Work request
Retype each line of the listing below, word for word.

Records provided
---+---
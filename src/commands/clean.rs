use clap::Args;

use vhdci::cleanup::{self, CleanupReport};

use super::CmdResult;

#[derive(Args, Debug, Default)]
pub struct CleanArgs {
    /// Record delete failures and keep going instead of aborting
    #[arg(long)]
    pub lenient: bool,
}

pub fn run(args: CleanArgs, global: &super::GlobalArgs) -> CmdResult<CleanupReport> {
    let mut config = global.load_config()?;
    if args.lenient {
        config.cleanup.strict = false;
    }

    let report = cleanup::purge(&config.working_dir, &config.cleanup)?;
    let exit_code = if report.total_failures() > 0 { 1 } else { 0 };

    Ok((report, exit_code))
}
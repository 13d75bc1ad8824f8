use clap::Args;

use vhdci::build::exit_code_hint;
use vhdci::pipeline::{self, RunOutcome, RunReport, Stage};
use vhdci::{Error, ErrorCode, SystemRunner};

use super::CmdResult;

#[derive(Args, Debug, Default)]
pub struct RunArgs {
    /// Print the run report as a JSON envelope on stdout when finished
    #[arg(long)]
    pub json: bool,
}

pub fn run(_args: RunArgs, global: &super::GlobalArgs) -> CmdResult<RunReport> {
    let config = global.load_config()?;

    let report = pipeline::run_with(&config, &SystemRunner, print_stage)?;
    print_outcome(&report.outcome);

    let exit_code = report.exit_code();
    Ok((report, exit_code))
}

fn print_stage(stage: Stage<'_>) {
    match stage {
        Stage::Cleaned(report) => {
            for entry in &report.patterns {
                eprintln!("Deleted {} file(s) matching {}", entry.deleted, entry.pattern);
                for failure in &entry.failures {
                    eprintln!("  could not delete {}: {}", failure.path.display(), failure.error);
                }
            }
        }
        Stage::BuildAttempt(attempt) if !attempt.success() => {
            let label = if attempt.verbose { "verbose retry" } else { "build" };
            eprintln!(
                "{} {} failed with exit code {}",
                attempt.project, label, attempt.exit_code
            );
            if let Some(hint) = exit_code_hint(attempt.exit_code) {
                eprintln!("  hint: {}", hint);
            }
        }
        Stage::BuildAttempt(_) => {}
        Stage::Built(report) => {
            if report.succeeded() {
                let projects = report.attempts.iter().filter(|a| a.attempt == 1).count();
                eprintln!("Built {} project(s)", projects);
            }
        }
        Stage::Located(index) => {
            eprintln!("Located {} executable(s)", index.len());
        }
    }
}

fn print_outcome(outcome: &RunOutcome) {
    match outcome {
        RunOutcome::Succeeded => eprintln!("Pipeline succeeded"),
        RunOutcome::BuildFailed { project, exit_code } => {
            eprintln!("Build of {} failed twice (exit code {})", project, exit_code)
        }
        RunOutcome::StepFailed {
            step,
            executable,
            exit_code,
        } => eprintln!(
            "Step {} ({}) failed with exit code {}",
            step, executable, exit_code
        ),
    }
}

/// Human rendering of a fatal error. A missing binary lists every indexed
/// executable so the gap is visible.
pub fn print_error(err: &Error) {
    eprintln!("Error [{}]: {}", err.code.as_str(), err.message);

    if err.code == ErrorCode::SequenceBinaryNotFound {
        match err.details.get("index").and_then(|v| v.as_object()) {
            Some(index) if !index.is_empty() => {
                eprintln!("Binary index:");
                for (name, path) in index {
                    eprintln!("  {} -> {}", name, path.as_str().unwrap_or_default());
                }
            }
            _ => eprintln!("Binary index is empty"),
        }
    }

    for hint in &err.hints {
        eprintln!("  hint: {}", hint.message);
    }
}
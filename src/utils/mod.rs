//! Generic utility primitives with zero domain knowledge.
//!
//! - `files` - Glob matching with escaped base directories
//! - `shell` - Shell quoting and argument-string splitting

pub mod files;
pub mod shell;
---+---
Reply to the exercise
filename src/commands/clean.rs
use clap::Args;

use vhdci::cleanup::{self, CleanupReport};

use super::CmdResult;

#[derive(Args, Debug, Default)]
pub struct CleanArgs {
    /// Record delete failures and keep going instead of aborting
    #[arg(long)]
    pub lenient: bool,
}

pub fn run(args: CleanArgs, global: &super::GlobalArgs) -> CmdResult<CleanupReport> {
    let mut config = global.load_config()?;
    if args.lenient {
        config.cleanup.strict = false;
    }

    let report = cleanup::purge(&config.working_dir, &config.cleanup)?;
    let exit_code = if report.total_failures() > 0 { 1 } else { 0 };

    Ok((report, exit_code))
}
repository 13d75bc1ad8824f8
use clap::Args;

use vhdci::build::exit_code_hint;
use vhdci::pipeline::{self, RunOutcome, RunReport, Stage};
use vhdci::{Error, ErrorCode, SystemRunner};

use super::CmdResult;

#[derive(Args, Debug, Default)]
pub struct RunArgs {
    /// Print the run report as a JSON envelope on stdout when finished
    #[arg(long)]
    pub json: bool,
}

pub fn run(_args: RunArgs, global: &super::GlobalArgs) -> CmdResult<RunReport> {
    let config = global.load_config()?;

    let report = pipeline::run_with(&config, &SystemRunner, print_stage)?;
    print_outcome(&report.outcome);

    let exit_code = report.exit_code();
    Ok((report, exit_code))
}

fn print_stage(stage: Stage<'_>) {
    match stage {
        Stage::Cleaned(report) => {
            for entry in &report.patterns {
                eprintln!("Deleted {} file(s) matching {}", entry.deleted, entry.pattern);
                for failure in &entry.failures {
                    eprintln!("  could not delete {}: {}", failure.path.display(), failure.error);
                }
            }
        }
        Stage::BuildAttempt(attempt) if !attempt.success() => {
            let label = if attempt.verbose { "verbose retry" } else { "build" };
            eprintln!(
                "{} {} failed with exit code {}",
                attempt.project, label, attempt.exit_code
            );
            if let Some(hint) = exit_code_hint(attempt.exit_code) {
                eprintln!("  hint: {}", hint);
            }
        }
        Stage::BuildAttempt(_) => {}
        Stage::Built(report) => {
            if report.succeeded() {
                let projects = report.attempts.iter().filter(|a| a.attempt == 1).count();
                eprintln!("Built {} project(s)", projects);
            }
        }
        Stage::Located(index) => {
            eprintln!("Located {} executable(s)", index.len());
        }
    }
}

fn print_outcome(outcome: &RunOutcome) {
    match outcome {
        RunOutcome::Succeeded => eprintln!("Pipeline succeeded"),
        RunOutcome::BuildFailed { project, exit_code } => {
            eprintln!("Build of {} failed twice (exit code {})", project, exit_code)
        }
        RunOutcome::StepFailed {
            step,
            executable,
            exit_code,
        } => eprintln!(
            "Step {} ({}) failed with exit code {}",
            step, executable, exit_code
        ),
    }
}

/// Human rendering of a fatal error. A missing binary lists every indexed
/// executable so the gap is visible.
pub fn print_error(err: &Error) {
    eprintln!("Error [{}]: {}", err.code.as_str(), err.message);

    if err.code == ErrorCode::SequenceBinaryNotFound {
        match err.details.get("index").and_then(|v| v.as_object()) {
            Some(index) if !index.is_empty() => {
                eprintln!("Binary index:");
                for (name, path) in index {
                    eprintln!("  {} -> {}", name, path.as_str().unwrap_or_default());
                }
            }
            _ => eprintln!("Binary index is empty"),
        }
    }

    for hint in &err.hints {
        eprintln!("  hint: {}", hint.message);
    }
}
filename src/utils/mod.rs
//! Generic utility primitives with zero domain knowledge.
//!
//! - `files` - Glob matching with escaped base directories
//! - `shell` - Shell quoting and argument-string splitting

pub mod files;
pub mod shell;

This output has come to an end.